EXERCISE: From the listing below, output only the lines starting at the line that has "pub fn parse_page(url: &Url, html: &str)" and ending at the line that has "root.descendants()", exactly as they appear, ends included.

=-=-=

//! The fetch module retrieves a single page and reduces it to its visible text
//! and outbound links.

use std::collections::HashSet;
use std::time::Duration;

use async_trait::async_trait;
use log::warn;
use once_cell::sync::Lazy;
use reqwest::redirect::Policy;
use scraper::{Html, Node, Selector};
use url::Url;

use crate::constants::REDIRECT_LIMIT;
use crate::crawl::normalized_domain;
use crate::error::FetchError;

static BODY_SELECTOR: Lazy<Selector> =
    Lazy::new(|| Selector::parse("body").expect("Failed to compile body selector"));
static LINK_SELECTOR: Lazy<Selector> =
    Lazy::new(|| Selector::parse("a[href]").expect("Failed to compile link selector"));

/// Elements whose text is never rendered.
const HIDDEN_ELEMENTS: [&str; 7] = [
    "script", "style", "noscript", "template", "svg", "head", "iframe",
];

const IGNORED_HREF_PREFIXES: [&str; 4] = ["#", "javascript:", "mailto:", "tel:"];

/// The text and links of one fetched page.
#[derive(Debug, Clone, PartialEq, Eq)]
pub struct PageContent {
    pub url: Url,
    /// Visible text with whitespace collapsed to single spaces.
    pub text: String,
    /// Absolute http(s) links without fragments, in document order.
    pub outbound_links: Vec<Url>,
    /// Where the request ended up, if a redirect was followed.
    pub redirected_to: Option<Url>,
}

impl PageContent {
    /// Content of a page that could not be fetched.
    pub fn empty(url: Url) -> Self {
        Self {
            url,
            text: String::new(),
            outbound_links: Vec::new(),
            redirected_to: None,
        }
    }
}

/// Source of pages for the crawler.
#[async_trait]
pub trait PageFetcher: Send + Sync {
    /// Fetches one page.
    ///
    /// # Errors
    ///
    /// Returns a [`FetchError`] on network failure, timeout or a non-success status.
    async fn fetch(&self, url: &Url) -> Result<PageContent, FetchError>;
}

/// [`PageFetcher`] over HTTP.
pub struct HttpFetcher {
    client: reqwest::Client,
}

impl HttpFetcher {
    /// Creates a fetcher whose requests give up after `timeout`.
    ///
    /// # Errors
    ///
    /// Returns an error if the HTTP client cannot be built.
    pub fn new(timeout: Duration, user_agent: &str) -> Result<Self, FetchError> {
        let client = reqwest::Client::builder()
            .timeout(timeout)
            .user_agent(user_agent)
            .redirect(same_domain_redirects())
            .build()?;

        Ok(Self { client })
    }
}

#[async_trait]
impl PageFetcher for HttpFetcher {
    async fn fetch(&self, url: &Url) -> Result<PageContent, FetchError> {
        let response = self.client.get(url.clone()).send().await?;
        let status = response.status();
        if !status.is_success() {
            return Err(FetchError::Status(status));
        }

        // Relative links resolve against where we ended up, the page keeps the URL we asked for.
        let final_url = response.url().clone();
        let html = response.text().await?;
        let mut page = parse_page(&final_url, &html);
        page.url = url.clone();
        if final_url != *url {
            page.redirected_to = Some(final_url);
        }

        Ok(page)
    }
}

/// Follows redirects only while they stay on the domain of the first request.
/// A redirect leaving the domain is not followed, so the 3xx surfaces as a fetch failure.
fn same_domain_redirects() -> Policy {
    Policy::custom(|attempt| {
        if attempt.previous().len() > REDIRECT_LIMIT {
            return attempt.error("too many redirects");
        }

        let origin = attempt.previous().first().and_then(normalized_domain);
        let target = normalized_domain(attempt.url());
        if origin.is_some() && origin == target {
            attempt.follow()
        } else {
            warn!(
                "Not following redirect to {} which leaves {}",
                attempt.url(),
                origin.as_deref().unwrap_or("<unknown>")
            );
            attempt.stop()
        }
    })
}

/// Parses an HTML document into its visible text and outbound links.
pub fn parse_page(url: &Url, html: &str) -> PageContent {
    let document = Html::parse_document(html);

    PageContent {
        url: url.clone(),
        text: visible_text(&document),
        outbound_links: outbound_links(&document, url),
        redirected_to: None,
    }
}

fn visible_text(document: &Html) -> String {
    let root = document
        .select(&BODY_SELECTOR)
        .next()
        .unwrap_or_else(|| document.root_element());

    root.descendants()
        .filter(|node| !node.ancestors().any(|ancestor| is_hidden(ancestor.value())))
        .filter_map(|node| match node.value() {
            Node::Text(text) => Some(&**text),
            _ => None,
        })
        .flat_map(str::split_whitespace)
        .collect::<Vec<_>>()
        .join(" ")
}

fn is_hidden(node: &Node) -> bool {
    node.as_element()
        .is_some_and(|element| HIDDEN_ELEMENTS.contains(&element.name()))
}

fn outbound_links(document: &Html, base: &Url) -> Vec<Url> {
    let mut seen = HashSet::new();

    document
        .select(&LINK_SELECTOR)
        .filter_map(|anchor| anchor.value().attr("href"))
        .map(str::trim)
        .filter(|href| !is_ignored_href(href))
        .filter_map(|href| base.join(href).ok())
        .filter(|link| matches!(link.scheme(), "http" | "https"))
        .map(|mut link| {
            link.set_fragment(None);
            link
        })
        .filter(|link| seen.insert(link.as_str().to_owned()))
        .collect()
}

fn is_ignored_href(href: &str) -> bool {
    let href = href.to_lowercase();
    href.is_empty()
        || IGNORED_HREF_PREFIXES
            .iter()
            .any(|prefix| href.starts_with(prefix))
}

=-=-=

RESPONSE TO THIS EXERCISE:
pub fn parse_page(url: &Url, html: &str) -> PageContent {
    let document = Html::parse_document(html);

    PageContent {
        url: url.clone(),
        text: visible_text(&document),
        outbound_links: outbound_links(&document, url),
        redirected_to: None,
    }
}

fn visible_text(document: &Html) -> String {
    let root = document
        .select(&BODY_SELECTOR)
        .next()
        .unwrap_or_else(|| document.root_element());

    root.descendants()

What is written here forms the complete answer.